*** DATA FOR THE TASK ***
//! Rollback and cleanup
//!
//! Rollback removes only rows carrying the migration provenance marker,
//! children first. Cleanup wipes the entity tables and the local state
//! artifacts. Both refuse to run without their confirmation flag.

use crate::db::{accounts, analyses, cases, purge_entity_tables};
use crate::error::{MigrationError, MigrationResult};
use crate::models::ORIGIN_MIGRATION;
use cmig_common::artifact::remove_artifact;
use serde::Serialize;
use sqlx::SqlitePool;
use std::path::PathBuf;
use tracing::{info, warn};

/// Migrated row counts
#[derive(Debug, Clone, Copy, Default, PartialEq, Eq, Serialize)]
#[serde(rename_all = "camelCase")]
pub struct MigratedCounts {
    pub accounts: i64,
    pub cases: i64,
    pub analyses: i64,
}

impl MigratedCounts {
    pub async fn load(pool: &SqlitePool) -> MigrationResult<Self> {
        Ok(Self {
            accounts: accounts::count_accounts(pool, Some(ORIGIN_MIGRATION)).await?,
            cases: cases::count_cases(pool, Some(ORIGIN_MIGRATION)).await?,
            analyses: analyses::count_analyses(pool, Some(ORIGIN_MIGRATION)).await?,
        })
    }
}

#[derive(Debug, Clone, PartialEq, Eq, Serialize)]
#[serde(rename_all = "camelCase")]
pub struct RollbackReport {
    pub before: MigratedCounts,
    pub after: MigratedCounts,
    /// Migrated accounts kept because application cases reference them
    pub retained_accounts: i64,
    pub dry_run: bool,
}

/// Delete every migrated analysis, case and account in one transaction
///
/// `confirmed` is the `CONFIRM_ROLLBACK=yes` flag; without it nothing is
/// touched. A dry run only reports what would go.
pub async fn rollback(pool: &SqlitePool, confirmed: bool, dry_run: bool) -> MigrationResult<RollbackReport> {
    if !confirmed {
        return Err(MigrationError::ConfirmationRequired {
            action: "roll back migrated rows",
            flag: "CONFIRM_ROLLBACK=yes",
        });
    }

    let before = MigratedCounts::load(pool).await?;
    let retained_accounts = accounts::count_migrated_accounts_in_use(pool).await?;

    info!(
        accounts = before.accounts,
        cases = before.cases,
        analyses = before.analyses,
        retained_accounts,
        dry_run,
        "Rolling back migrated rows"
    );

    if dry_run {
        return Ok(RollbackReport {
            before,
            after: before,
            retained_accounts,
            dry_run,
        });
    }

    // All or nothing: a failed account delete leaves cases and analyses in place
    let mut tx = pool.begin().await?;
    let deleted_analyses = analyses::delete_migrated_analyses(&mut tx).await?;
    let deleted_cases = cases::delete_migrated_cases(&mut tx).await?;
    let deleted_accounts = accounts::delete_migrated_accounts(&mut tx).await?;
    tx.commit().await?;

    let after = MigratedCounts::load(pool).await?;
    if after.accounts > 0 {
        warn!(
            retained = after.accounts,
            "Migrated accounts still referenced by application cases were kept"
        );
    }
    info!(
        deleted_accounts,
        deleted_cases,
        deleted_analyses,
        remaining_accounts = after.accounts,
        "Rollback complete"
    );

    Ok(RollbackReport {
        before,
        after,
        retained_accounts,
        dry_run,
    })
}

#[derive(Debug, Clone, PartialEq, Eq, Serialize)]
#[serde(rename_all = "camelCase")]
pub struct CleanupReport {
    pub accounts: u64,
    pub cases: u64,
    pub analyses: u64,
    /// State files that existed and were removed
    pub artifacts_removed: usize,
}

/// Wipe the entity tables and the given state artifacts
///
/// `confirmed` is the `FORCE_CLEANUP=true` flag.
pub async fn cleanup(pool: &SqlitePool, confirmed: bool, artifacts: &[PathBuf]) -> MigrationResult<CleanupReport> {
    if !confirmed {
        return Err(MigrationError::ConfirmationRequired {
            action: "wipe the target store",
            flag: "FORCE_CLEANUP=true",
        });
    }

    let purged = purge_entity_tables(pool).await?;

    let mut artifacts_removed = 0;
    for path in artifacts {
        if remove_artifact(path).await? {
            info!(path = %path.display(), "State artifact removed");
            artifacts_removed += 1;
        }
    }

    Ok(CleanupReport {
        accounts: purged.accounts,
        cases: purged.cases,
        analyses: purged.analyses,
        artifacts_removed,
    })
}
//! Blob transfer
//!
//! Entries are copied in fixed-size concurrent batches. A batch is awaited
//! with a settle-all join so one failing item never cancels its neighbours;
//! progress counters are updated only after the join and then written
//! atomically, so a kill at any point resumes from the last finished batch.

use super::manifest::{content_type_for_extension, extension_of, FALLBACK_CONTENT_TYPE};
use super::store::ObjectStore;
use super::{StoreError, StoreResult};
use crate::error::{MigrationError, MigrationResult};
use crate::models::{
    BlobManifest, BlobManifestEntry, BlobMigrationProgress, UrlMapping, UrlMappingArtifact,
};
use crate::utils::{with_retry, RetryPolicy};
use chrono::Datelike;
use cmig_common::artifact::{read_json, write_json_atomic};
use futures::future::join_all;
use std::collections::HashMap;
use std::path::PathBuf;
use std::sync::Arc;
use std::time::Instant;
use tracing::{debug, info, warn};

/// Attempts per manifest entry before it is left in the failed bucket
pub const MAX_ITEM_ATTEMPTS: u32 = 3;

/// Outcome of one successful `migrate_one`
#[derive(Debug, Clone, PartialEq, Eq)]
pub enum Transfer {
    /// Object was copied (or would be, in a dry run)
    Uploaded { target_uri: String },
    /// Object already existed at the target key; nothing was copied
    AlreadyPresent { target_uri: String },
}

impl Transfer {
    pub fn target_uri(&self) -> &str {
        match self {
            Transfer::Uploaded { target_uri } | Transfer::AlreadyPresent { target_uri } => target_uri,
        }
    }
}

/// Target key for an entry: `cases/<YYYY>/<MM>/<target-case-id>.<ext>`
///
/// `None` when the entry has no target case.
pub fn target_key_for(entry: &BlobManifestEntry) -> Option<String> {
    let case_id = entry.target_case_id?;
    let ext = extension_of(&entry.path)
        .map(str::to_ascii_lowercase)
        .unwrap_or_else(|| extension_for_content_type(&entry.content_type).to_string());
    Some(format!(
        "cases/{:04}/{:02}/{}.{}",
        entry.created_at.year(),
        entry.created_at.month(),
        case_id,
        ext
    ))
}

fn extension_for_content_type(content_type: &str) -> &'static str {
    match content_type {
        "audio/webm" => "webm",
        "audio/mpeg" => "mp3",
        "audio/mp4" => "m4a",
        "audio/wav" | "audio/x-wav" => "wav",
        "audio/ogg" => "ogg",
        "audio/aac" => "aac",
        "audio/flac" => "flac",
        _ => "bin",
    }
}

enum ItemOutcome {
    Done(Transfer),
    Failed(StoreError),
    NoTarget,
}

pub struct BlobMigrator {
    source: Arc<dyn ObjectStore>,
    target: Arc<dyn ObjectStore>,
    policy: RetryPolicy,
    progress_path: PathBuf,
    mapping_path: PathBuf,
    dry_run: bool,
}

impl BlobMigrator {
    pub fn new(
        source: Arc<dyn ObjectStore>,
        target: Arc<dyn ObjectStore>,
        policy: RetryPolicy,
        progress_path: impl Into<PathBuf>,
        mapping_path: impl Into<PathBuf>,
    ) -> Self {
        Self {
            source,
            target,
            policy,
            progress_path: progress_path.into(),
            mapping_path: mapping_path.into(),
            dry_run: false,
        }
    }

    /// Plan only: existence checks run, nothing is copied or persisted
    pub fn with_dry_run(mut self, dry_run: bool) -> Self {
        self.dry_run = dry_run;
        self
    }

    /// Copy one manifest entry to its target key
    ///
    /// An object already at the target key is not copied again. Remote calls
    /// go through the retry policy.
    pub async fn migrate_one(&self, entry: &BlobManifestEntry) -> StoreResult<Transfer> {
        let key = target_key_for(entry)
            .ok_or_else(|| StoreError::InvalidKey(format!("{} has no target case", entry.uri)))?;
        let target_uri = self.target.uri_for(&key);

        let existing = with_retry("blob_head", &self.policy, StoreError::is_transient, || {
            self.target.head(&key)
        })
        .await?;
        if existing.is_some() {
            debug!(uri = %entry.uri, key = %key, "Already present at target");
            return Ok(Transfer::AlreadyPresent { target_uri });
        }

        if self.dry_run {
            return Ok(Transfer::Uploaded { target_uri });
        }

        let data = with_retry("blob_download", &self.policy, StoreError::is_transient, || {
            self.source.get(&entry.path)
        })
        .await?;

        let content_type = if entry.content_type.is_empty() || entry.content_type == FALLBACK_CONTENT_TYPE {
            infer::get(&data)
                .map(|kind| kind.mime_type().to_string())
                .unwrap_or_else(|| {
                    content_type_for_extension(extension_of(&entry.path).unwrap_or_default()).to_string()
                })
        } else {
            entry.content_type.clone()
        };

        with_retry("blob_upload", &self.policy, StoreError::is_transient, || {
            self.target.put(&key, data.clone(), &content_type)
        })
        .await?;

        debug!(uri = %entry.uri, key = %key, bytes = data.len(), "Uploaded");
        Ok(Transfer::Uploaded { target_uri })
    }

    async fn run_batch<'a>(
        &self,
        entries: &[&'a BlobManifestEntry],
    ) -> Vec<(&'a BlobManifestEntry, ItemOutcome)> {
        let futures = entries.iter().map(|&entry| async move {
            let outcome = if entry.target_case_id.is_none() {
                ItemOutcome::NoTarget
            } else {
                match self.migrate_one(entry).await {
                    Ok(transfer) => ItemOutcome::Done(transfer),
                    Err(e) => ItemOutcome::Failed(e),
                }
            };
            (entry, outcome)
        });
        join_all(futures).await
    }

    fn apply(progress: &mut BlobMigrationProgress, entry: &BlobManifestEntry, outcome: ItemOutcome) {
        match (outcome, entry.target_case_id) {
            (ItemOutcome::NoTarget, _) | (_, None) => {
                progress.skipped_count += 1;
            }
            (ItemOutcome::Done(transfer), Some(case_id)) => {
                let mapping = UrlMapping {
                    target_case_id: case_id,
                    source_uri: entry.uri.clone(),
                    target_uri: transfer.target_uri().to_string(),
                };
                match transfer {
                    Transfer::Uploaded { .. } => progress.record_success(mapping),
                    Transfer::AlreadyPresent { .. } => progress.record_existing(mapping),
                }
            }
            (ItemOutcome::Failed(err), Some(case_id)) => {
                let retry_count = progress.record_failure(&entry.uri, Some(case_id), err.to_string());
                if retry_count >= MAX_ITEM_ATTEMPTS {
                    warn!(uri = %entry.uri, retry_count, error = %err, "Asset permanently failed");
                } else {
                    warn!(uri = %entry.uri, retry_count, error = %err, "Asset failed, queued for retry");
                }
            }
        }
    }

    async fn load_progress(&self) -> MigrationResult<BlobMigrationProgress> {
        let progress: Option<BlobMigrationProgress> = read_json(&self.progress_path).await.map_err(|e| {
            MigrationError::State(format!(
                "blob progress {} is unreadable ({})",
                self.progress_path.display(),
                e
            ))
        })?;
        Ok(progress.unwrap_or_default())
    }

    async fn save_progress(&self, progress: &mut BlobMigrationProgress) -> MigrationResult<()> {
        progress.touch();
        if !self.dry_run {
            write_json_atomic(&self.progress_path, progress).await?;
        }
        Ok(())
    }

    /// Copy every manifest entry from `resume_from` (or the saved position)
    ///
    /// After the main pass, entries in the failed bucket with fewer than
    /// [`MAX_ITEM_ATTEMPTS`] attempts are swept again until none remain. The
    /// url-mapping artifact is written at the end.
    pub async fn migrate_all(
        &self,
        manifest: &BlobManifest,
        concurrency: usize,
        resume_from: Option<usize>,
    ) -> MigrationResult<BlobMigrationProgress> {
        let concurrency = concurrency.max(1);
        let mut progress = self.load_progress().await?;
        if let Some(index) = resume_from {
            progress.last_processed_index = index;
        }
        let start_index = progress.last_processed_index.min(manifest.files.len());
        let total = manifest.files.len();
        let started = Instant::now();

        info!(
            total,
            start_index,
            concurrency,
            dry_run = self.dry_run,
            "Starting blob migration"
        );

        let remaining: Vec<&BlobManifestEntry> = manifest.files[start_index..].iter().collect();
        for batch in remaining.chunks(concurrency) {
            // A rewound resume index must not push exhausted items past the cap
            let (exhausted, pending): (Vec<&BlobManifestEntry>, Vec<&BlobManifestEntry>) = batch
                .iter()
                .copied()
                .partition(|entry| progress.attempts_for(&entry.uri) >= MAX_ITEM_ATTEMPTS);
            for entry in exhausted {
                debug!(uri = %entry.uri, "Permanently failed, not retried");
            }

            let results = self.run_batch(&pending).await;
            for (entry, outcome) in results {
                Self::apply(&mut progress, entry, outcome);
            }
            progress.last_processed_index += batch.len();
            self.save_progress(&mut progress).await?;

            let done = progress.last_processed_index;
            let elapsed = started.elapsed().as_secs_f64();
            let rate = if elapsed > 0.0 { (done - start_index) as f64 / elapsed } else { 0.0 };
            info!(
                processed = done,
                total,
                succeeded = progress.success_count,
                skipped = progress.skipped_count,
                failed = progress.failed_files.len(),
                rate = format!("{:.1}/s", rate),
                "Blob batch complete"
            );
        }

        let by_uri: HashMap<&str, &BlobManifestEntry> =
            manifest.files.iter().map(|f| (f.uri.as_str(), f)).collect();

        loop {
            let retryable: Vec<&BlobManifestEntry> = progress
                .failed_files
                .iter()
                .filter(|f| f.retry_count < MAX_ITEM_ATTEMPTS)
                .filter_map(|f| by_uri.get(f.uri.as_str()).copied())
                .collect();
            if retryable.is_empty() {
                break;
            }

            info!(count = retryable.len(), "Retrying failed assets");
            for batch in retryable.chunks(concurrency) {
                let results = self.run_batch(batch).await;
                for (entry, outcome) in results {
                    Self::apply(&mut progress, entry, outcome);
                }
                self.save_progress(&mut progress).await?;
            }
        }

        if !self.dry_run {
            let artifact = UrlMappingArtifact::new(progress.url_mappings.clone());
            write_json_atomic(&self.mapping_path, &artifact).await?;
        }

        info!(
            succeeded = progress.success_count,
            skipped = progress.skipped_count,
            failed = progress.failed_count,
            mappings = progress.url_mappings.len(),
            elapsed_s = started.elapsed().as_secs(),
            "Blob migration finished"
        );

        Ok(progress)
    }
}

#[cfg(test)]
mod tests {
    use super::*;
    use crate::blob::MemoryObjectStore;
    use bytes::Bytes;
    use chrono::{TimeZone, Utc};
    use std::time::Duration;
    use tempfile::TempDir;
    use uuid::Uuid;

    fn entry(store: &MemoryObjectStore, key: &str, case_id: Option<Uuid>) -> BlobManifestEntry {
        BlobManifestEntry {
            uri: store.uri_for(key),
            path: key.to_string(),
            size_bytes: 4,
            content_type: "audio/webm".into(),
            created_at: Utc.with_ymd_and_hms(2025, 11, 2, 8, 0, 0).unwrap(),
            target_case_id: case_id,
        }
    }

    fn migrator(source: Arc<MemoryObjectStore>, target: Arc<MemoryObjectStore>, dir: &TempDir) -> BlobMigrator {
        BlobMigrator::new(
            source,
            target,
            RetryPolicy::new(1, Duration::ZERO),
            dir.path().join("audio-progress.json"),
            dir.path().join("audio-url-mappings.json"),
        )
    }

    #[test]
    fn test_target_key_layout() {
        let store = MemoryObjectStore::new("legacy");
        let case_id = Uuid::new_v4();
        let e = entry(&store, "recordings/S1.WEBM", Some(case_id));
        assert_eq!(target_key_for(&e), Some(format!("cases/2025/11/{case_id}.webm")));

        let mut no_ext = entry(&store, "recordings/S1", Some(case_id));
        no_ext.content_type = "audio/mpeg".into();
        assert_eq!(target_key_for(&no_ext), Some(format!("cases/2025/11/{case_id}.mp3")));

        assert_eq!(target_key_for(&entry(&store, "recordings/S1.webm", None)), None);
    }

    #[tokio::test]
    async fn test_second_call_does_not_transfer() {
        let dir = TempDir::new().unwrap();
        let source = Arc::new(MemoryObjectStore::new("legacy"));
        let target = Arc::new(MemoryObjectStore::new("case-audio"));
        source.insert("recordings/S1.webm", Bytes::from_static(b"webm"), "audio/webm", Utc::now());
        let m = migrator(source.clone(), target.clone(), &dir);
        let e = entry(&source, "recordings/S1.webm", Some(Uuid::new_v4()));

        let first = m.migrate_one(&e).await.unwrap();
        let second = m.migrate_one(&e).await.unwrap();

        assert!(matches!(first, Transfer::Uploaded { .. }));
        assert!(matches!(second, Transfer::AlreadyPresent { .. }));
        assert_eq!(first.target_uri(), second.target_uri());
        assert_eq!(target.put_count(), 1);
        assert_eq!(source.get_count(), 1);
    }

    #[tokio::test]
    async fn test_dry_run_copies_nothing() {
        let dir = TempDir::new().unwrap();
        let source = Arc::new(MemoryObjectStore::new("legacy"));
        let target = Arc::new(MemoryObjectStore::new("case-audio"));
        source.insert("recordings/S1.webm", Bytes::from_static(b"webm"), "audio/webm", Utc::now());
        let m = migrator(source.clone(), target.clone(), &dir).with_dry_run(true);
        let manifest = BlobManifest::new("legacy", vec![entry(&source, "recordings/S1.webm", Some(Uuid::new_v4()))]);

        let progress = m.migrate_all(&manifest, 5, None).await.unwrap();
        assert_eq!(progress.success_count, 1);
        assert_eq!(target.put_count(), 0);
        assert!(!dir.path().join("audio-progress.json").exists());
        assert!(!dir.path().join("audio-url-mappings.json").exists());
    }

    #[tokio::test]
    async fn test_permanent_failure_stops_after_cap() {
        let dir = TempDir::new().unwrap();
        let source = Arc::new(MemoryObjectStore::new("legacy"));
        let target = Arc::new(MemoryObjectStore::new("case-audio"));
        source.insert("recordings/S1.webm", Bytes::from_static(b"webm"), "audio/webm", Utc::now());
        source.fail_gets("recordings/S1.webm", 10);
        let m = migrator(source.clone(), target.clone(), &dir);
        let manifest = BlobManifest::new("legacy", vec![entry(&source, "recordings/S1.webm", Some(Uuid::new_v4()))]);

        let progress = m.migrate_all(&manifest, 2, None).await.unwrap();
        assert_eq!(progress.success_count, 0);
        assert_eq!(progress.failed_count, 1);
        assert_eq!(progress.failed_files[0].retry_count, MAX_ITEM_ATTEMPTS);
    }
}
*** End of DATA FOR THE TASK ***
→ EXERCISE INSTRUCTIONS
Which lines run from the one holding "use chrono::Datelike;" through the one holding "Outcome of one" in the records above? Repeat them exactly, both included, and nothing more.

→ RESULT OF THE EXERCISE
use chrono::Datelike;
use cmig_common::artifact::{read_json, write_json_atomic};
use futures::future::join_all;
use std::collections::HashMap;
use std::path::PathBuf;
use std::sync::Arc;
use std::time::Instant;
use tracing::{debug, info, warn};

/// Attempts per manifest entry before it is left in the failed bucket
pub const MAX_ITEM_ATTEMPTS: u32 = 3;

/// Outcome of one successful `migrate_one`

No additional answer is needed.